Pakistan, desperately seeking a breakthrough, is unable to understand that the country is being held hostage by its own small but ruthlessly unethical and insatiably greedy breed of politicians, bureaucrats and beneficiaries. A class that extracts and usurps every resource of the toiling ‘invisibles’ to a point where there is no more blood to suck. We fail to realise that Pakistan can progress only by beginning to ‘see’ our ‘invisible’ citizens, who have been cruelly and illegally pushed into extreme poverty and illiteracy. We may well have succeeded in designing one of the cruellest inequities on Planet Earth.
The tyranny of stolen wages has resulted in mind-boggling inequality. Data obtained using ‘right to information’ to determine the highest and lowest salaries in the public sector reveals that the ratio of the salary of a janitor and the senior most bureaucrat in the UK is 1:8, while in Pakistan it is 1:80. The ratio of the salary of a janitor and the senior-most judge in the UK is 1:11, while in Pakistan it is 1:115. The ratio of the salary of a janitor and the heads of the highest-paid public sector organisations in the UK is 1:23, while in Pakistan it is 1:266. At least 12 Grade OG-8 officers of the State Bank receive Rs3,935,000 per month not to mention petty cash of Rs3 million each for club membership. Clearly, the wealth and luxuries of the rich are sucked and stolen from the exploited and impoverished segment of our society.

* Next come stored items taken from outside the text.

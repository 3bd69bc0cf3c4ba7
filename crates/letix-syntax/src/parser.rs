//! Recursive descent parser for the letix language.
//!
//! Expressions are parsed with precedence climbing over the table in
//! [`TokenKind::precedence`]. The `let` and `if` forms sit below every
//! infix operator, so they can only appear as operands when
//! parenthesized; their own sub-expressions are full expressions, which
//! is what lets `if if x then a else b then c else d` parse without
//! parentheses.
//!
//! # Grammar
//!
//! ```text
//! expr    := 'let' IDENT '<-' expr 'in' expr 'end'
//!          | 'if' expr 'then' expr 'else' expr
//!          | binary
//! binary  := unary (INFIX_OP unary)*        -- precedence climbing
//! unary   := ('~' | 'not') unary | primary
//! primary := INT | 'true' | 'false' | IDENT | '(' expr ')'
//! ```

use crate::ast::{BinaryOp, Expr, UnaryOp};
use crate::error::{ParserError, ParserResult};
use crate::span::{Span, Spanned};
use crate::token::{Token, TokenKind};

/// Lowest binding power that still parses an operator.
const MIN_PRECEDENCE: u8 = 1;

/// Parser over a token stream produced by the lexer.
pub struct Parser {
    /// Token stream, terminated by an `Eof` token.
    tokens: Vec<Token>,
    /// Current position in the stream.
    pos: usize,
}

impl Parser {
    /// Creates a parser over the given tokens.
    ///
    /// The stream is expected to end with [`TokenKind::Eof`], as the
    /// lexer guarantees.
    #[must_use]
    pub fn new(tokens: Vec<Token>) -> Self {
        Self { tokens, pos: 0 }
    }

    /// Parses the whole stream as one expression.
    ///
    /// # Errors
    ///
    /// Returns a [`ParserError`] if the stream is not exactly one
    /// well-formed expression.
    pub fn parse(mut self) -> ParserResult<Expr> {
        let expr = self.parse_expr()?;
        let token = self.peek();
        if token.kind == TokenKind::Eof {
            Ok(expr)
        } else {
            Err(ParserError::TrailingInput {
                found: token.kind.clone(),
                span: token.span,
            })
        }
    }

    /// Returns the current token without consuming it.
    fn peek(&self) -> &Token {
        // The Eof token is never consumed, so this cannot run off the end.
        &self.tokens[self.pos.min(self.tokens.len() - 1)]
    }

    /// Consumes and returns the current token.
    fn bump(&mut self) -> Token {
        let token = self.peek().clone();
        if token.kind != TokenKind::Eof {
            self.pos += 1;
        }
        token
    }

    /// Consumes a token of the given kind or fails.
    fn expect(&mut self, kind: TokenKind) -> ParserResult<Token> {
        if self.peek().kind == kind {
            Ok(self.bump())
        } else {
            let token = self.peek();
            Err(ParserError::UnexpectedToken {
                expected: format!("'{kind}'"),
                found: token.kind.clone(),
                span: token.span,
            })
        }
    }

    /// Consumes an identifier token or fails.
    fn expect_ident(&mut self) -> ParserResult<(String, Span)> {
        match &self.peek().kind {
            TokenKind::Ident(_) => {
                let token = self.bump();
                let TokenKind::Ident(name) = token.kind else {
                    unreachable!("peeked an identifier");
                };
                Ok((name, token.span))
            }
            other => Err(ParserError::UnexpectedToken {
                expected: "identifier".to_string(),
                found: other.clone(),
                span: self.peek().span,
            }),
        }
    }

    /// Parses one expression, including the `let` and `if` forms.
    fn parse_expr(&mut self) -> ParserResult<Expr> {
        match self.peek().kind {
            TokenKind::Let => self.parse_let(),
            TokenKind::If => self.parse_if(),
            _ => self.parse_binary(MIN_PRECEDENCE),
        }
    }

    /// Parses `let IDENT <- expr in expr end`.
    fn parse_let(&mut self) -> ParserResult<Expr> {
        let let_token = self.expect(TokenKind::Let)?;
        let (name, _) = self.expect_ident()?;
        self.expect(TokenKind::Assign)?;
        let bound = self.parse_expr()?;
        self.expect(TokenKind::In)?;
        let body = self.parse_expr()?;
        let end_token = self.expect(TokenKind::End)?;

        Ok(Expr::Let {
            name,
            bound: Box::new(bound),
            body: Box::new(body),
            span: Span::merge(let_token.span, end_token.span),
        })
    }

    /// Parses `if expr then expr else expr`.
    fn parse_if(&mut self) -> ParserResult<Expr> {
        let if_token = self.expect(TokenKind::If)?;
        let cond = self.parse_expr()?;
        self.expect(TokenKind::Then)?;
        let then_branch = self.parse_expr()?;
        self.expect(TokenKind::Else)?;
        let else_branch = self.parse_expr()?;

        let span = Span::merge(if_token.span, else_branch.span());
        Ok(Expr::IfThenElse {
            cond: Box::new(cond),
            then_branch: Box::new(then_branch),
            else_branch: Box::new(else_branch),
            span,
        })
    }

    /// Parses infix chains at or above the given binding power.
    fn parse_binary(&mut self, min_precedence: u8) -> ParserResult<Expr> {
        let mut left = self.parse_unary()?;

        loop {
            let Some(precedence) = self.peek().kind.precedence() else {
                break;
            };
            if precedence < min_precedence {
                break;
            }

            let op = Self::binary_op(&self.bump().kind);
            // Left associativity: the right operand only takes
            // strictly tighter operators.
            let right = self.parse_binary(precedence + 1)?;
            let span = Span::merge(left.span(), right.span());
            left = Expr::Binary {
                op,
                left: Box::new(left),
                right: Box::new(right),
                span,
            };
        }

        Ok(left)
    }

    /// Maps an infix token to its AST operator.
    ///
    /// Only called with tokens for which `precedence()` is `Some`.
    fn binary_op(kind: &TokenKind) -> BinaryOp {
        match kind {
            TokenKind::Plus => BinaryOp::Add,
            TokenKind::Minus => BinaryOp::Sub,
            TokenKind::Star => BinaryOp::Mul,
            TokenKind::Slash => BinaryOp::Div,
            TokenKind::And => BinaryOp::And,
            TokenKind::Or => BinaryOp::Or,
            TokenKind::Eql => BinaryOp::Eql,
            TokenKind::Lt => BinaryOp::Lt,
            TokenKind::Le => BinaryOp::Le,
            TokenKind::Gt => BinaryOp::Gt,
            TokenKind::Ge => BinaryOp::Ge,
            other => unreachable!("'{other}' is not an infix operator"),
        }
    }

    /// Parses prefix operators, which bind tighter than any infix.
    fn parse_unary(&mut self) -> ParserResult<Expr> {
        let token = self.peek().clone();
        let op = match token.kind {
            TokenKind::Tilde => UnaryOp::Neg,
            TokenKind::Not => UnaryOp::Not,
            _ => return self.parse_primary(),
        };

        self.bump();
        let operand = self.parse_unary()?;
        let span = Span::merge(token.span, operand.span());
        Ok(Expr::Unary {
            op,
            operand: Box::new(operand),
            span,
        })
    }

    /// Parses literals, variables, and parenthesized expressions.
    fn parse_primary(&mut self) -> ParserResult<Expr> {
        let token = self.peek().clone();
        match token.kind {
            TokenKind::Int(value) => {
                self.bump();
                Ok(Expr::IntLiteral { value, span: token.span })
            }
            TokenKind::True => {
                self.bump();
                Ok(Expr::BoolLiteral { value: true, span: token.span })
            }
            TokenKind::False => {
                self.bump();
                Ok(Expr::BoolLiteral { value: false, span: token.span })
            }
            TokenKind::Ident(name) => {
                self.bump();
                Ok(Expr::Variable { name, span: token.span })
            }
            TokenKind::LParen => {
                self.bump();
                let inner = self.parse_expr()?;
                self.expect(TokenKind::RParen)?;
                Ok(inner)
            }
            kind => Err(ParserError::ExpectedExpression {
                found: kind,
                span: token.span,
            }),
        }
    }
}
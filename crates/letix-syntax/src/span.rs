//! Source location tracking for tokens and AST nodes.
//!
//! Every token and AST node carries a [`Span`] recording where it came
//! from in the source text. Spans are byte-offset based, with the line
//! and column of the start position kept for human-readable reporting.

use std::fmt;

/// A half-open byte range into the source, plus the line/column of its
/// start (both 1-indexed).
#[derive(Debug, Clone, Copy, PartialEq, Eq, Hash)]
pub struct Span {
    /// Byte offset of the first character (0-indexed).
    pub start: usize,

    /// Byte offset one past the last character.
    pub end: usize,

    /// Line of the start position (1-indexed).
    pub line: usize,

    /// Column of the start position (1-indexed, in bytes).
    pub col: usize,
}

impl Span {
    /// Creates a span covering `start..end`.
    #[must_use]
    pub const fn new(start: usize, end: usize, line: usize, col: usize) -> Self {
        Self { start, end, line, col }
    }

    /// Creates an empty span at a single position.
    #[must_use]
    pub const fn point(at: usize, line: usize, col: usize) -> Self {
        Self::new(at, at, line, col)
    }

    /// A span for synthesized nodes with no source position.
    #[must_use]
    pub const fn dummy() -> Self {
        Self::new(0, 0, 1, 1)
    }

    /// Merges two spans into one covering both.
    ///
    /// The result starts at the earlier span's start and ends at the
    /// later span's end.
    ///
    /// ```
    /// use letix_syntax::span::Span;
    ///
    /// let left = Span::new(0, 3, 1, 1);
    /// let right = Span::new(8, 11, 1, 9);
    /// let merged = Span::merge(left, right);
    /// assert_eq!((merged.start, merged.end), (0, 11));
    /// ```
    #[must_use]
    pub fn merge(a: Span, b: Span) -> Span {
        let (first, last) = if a.start <= b.start { (a, b) } else { (b, a) };
        Span {
            start: first.start,
            end: last.end.max(first.end),
            line: first.line,
            col: first.col,
        }
    }

    /// Number of bytes covered.
    #[must_use]
    pub const fn len(&self) -> usize {
        self.end - self.start
    }

    /// True if the span covers no bytes.
    #[must_use]
    pub const fn is_empty(&self) -> bool {
        self.start == self.end
    }
}

impl fmt::Display for Span {
    fn fmt(&self, f: &mut fmt::Formatter<'_>) -> fmt::Result {
        write!(f, "{}:{}", self.line, self.col)
    }
}

/// Anything that knows its own source location.
pub trait Spanned {
    /// Returns the source span of this item.
    fn span(&self) -> Span;
}

#[cfg(test)]
mod tests {
    use super::*;

    #[test]
    fn test_merge_ordered() {
        let merged = Span::merge(Span::new(0, 5, 1, 1), Span::new(10, 15, 2, 3));
        assert_eq!(merged, Span::new(0, 15, 1, 1));
    }

    #[test]
    fn test_merge_reversed() {
        let merged = Span::merge(Span::new(10, 15, 2, 3), Span::new(0, 5, 1, 1));
        assert_eq!(merged, Span::new(0, 15, 1, 1));
    }

    #[test]
    fn test_merge_nested() {
        // One span contained in the other keeps the outer extent.
        let merged = Span::merge(Span::new(0, 20, 1, 1), Span::new(5, 8, 1, 6));
        assert_eq!(merged, Span::new(0, 20, 1, 1));
    }

    #[test]
    fn test_point_is_empty() {
        let span = Span::point(7, 1, 8);
        assert!(span.is_empty());
        assert_eq!(span.len(), 0);
    }

    #[test]
    fn test_display() {
        assert_eq!(Span::new(4, 9, 2, 5).to_string(), "2:5");
    }
}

The working conditions of the poor could not be harsher or more dehumanising. While on the one hand the elite seamlessly moves from air-conditioned Vigos (purchased with taxpayers’ money) to their air-conditioned offices, the ‘invisibles’ are made to enter poisonous, raw sewage-filled gutters to manually scavenge clogged human excreta with their bare hands and zero safety protection. Many die in the process. The cost of just one of the 150,000 such government vehicles could buy at least six gutter cleaning machines. Approximately a million ‘invisible’ private security guards in Pakistan stand in front of banks and offices for 12 hours’ duty each day, receiving less than half the minimum legal wage, with no overtime, weekly holiday or EOBI benefits. Ask a Grade-22 officer to do this for just one day.
There can be no progress until we begin to ‘see’ our ‘invisible’ citizens.
Discrimination is yet another format of inequality to suppress and suffocate the poor. Some 75m ‘invisibles’ are not registered with the EOBI; they will get zero pension and can only look forward to a bleak future. The 17.5 per cent pay rise in July 2023 translated into an increment of over Rs150,000 for most senior government officials. But the poorest and neediest who deserved the largest raise were given only a meagre increment of Rs7,000. Sadly, millions have not received this pay rise even eight months after its promulgation. Cleverly camouflaged, the state provides 17 types of allowances and 11 types of perks (besides basic salary) to government officials. These freebies increase geometrically with the rise in grade or rank. On the contrary, those who actually carry our load are denied even the pittance of minimum wage and EOBI. The fact that almost all those who enter the gutters are non-Muslims is yet another aspect of this brazen discrimination.
The elite-centric (convoluted) system has trapped 99pc men and women in a life of intense misery, while allowing the remaining 1pc (the elite) to buy villas in Portugal and violate traffic laws, and carry unregistered weapons in their Land Cruisers in Pakistan. This process ought to be reversed by slashing the bloated salaries, pensions, perks, protocols and privileges of the rich and providing a decent living wage, pension and equality to our least visible citizens. It is they whose toil and tears have been exploited by the elite to accumulate their questionable wealth and false glory.
The writer is an industrial engineer and a volunteer social activist.